Fire in the Brain: Clinical Tales of Hallucinations, by Ronald K. Siegel, Ph.D., Dutton Books, New York, 1992, $21.00


Reviewed by John A. Speyrer

Dr. Siegel's book comprises 17 fascinating and masterfully told stories of . . . well, of hallucinations. He occasionally becomes, to an unbelievable degree, a part of the story, as he sometimes attempts to find the answer to the mystery du jour. The stories are sometimes macabre and terrifying, and at other times hilarious. They include yarns about UFOs, channelings, near death experiences, LSD and other psychedelic drugs, isolation effects, sleep deprivation, hallucinatory effects of extreme pain, imaginary companions, and other exotic and extreme conditions during which hallucinations can occur to even the least emotionally disturbed of us.
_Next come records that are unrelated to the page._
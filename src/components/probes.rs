//! Directional collision probes.
//!
//! Four narrow rectangles hugging the edges of a body's bounding box. A
//! probe overlapping an obstacle tells the resolver *which side* made
//! contact without the opposite side false-triggering.

use crate::core::rect::Rect;

/// Side probe size (left/right): tall and thin, vertically centered.
pub const SIDE_PROBE_W: f32 = 6.0;
pub const SIDE_PROBE_H: f32 = 20.0;

/// Cap probe size (up/down): wide and flat, horizontally centered.
pub const CAP_PROBE_W: f32 = 12.0;
pub const CAP_PROBE_H: f32 = 6.0;

/// The four probes of a moving body. Owned values, recomputed from the body
/// rect every frame, never aliased into it.
#[derive(Debug, Clone, Copy, PartialEq)]
pub struct ProbeSet {
    pub left: Rect,
    pub right: Rect,
    pub up: Rect,
    pub down: Rect,
}

impl ProbeSet {
    /// Compute all four probes for a body bounding box.
    ///
    /// Probe sizes are fixed constants independent of the body size; only
    /// their placement follows the rect.
    pub fn for_rect(rect: &Rect) -> Self {
        let center = rect.center();
        Self {
            left: Rect::new(
                rect.left(),
                center.y - SIDE_PROBE_H * 0.5,
                SIDE_PROBE_W,
                SIDE_PROBE_H,
            ),
            right: Rect::new(
                rect.right() - SIDE_PROBE_W,
                center.y - SIDE_PROBE_H * 0.5,
                SIDE_PROBE_W,
                SIDE_PROBE_H,
            ),
            up: Rect::new(center.x - CAP_PROBE_W * 0.5, rect.top(), CAP_PROBE_W, CAP_PROBE_H),
            down: Rect::new(
                center.x - CAP_PROBE_W * 0.5,
                rect.bottom() - CAP_PROBE_H,
                CAP_PROBE_W,
                CAP_PROBE_H,
            ),
        }
    }
}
Two of the most interesting, yet at the same time more disturbing tales, involve a case of Latin American political torture by surgery without anesthesia, and a story of repeated sadistic rapes of a partially anaesthetized woman.

The author solves the cases in the best tradition of his idol, Sherlock Holmes. Occasionally, Dr. Siegel spent an inordinate amount of time searching for the origins of his patients' symptoms. Hopefully, he didn't charge his patients by the hour as he placed himself into sometimes very long, uncomfortable and even dangerous environments in an attempt to solve or understand the presented case.

My dictionary defines a hallucination as "an apparent perception of an external object when no such object is present." During deep primal relivings, many of us have had visual "hallucinations." Would a visual primal qualify as a hallucination? I don't want to nit-pick, but I don't believe it does, as the stored image is already in the brain.

I think that this book would be of interest to anyone curious about the origins and characteristics of hallucinations. Fire In the Brain is an exciting and entertaining book.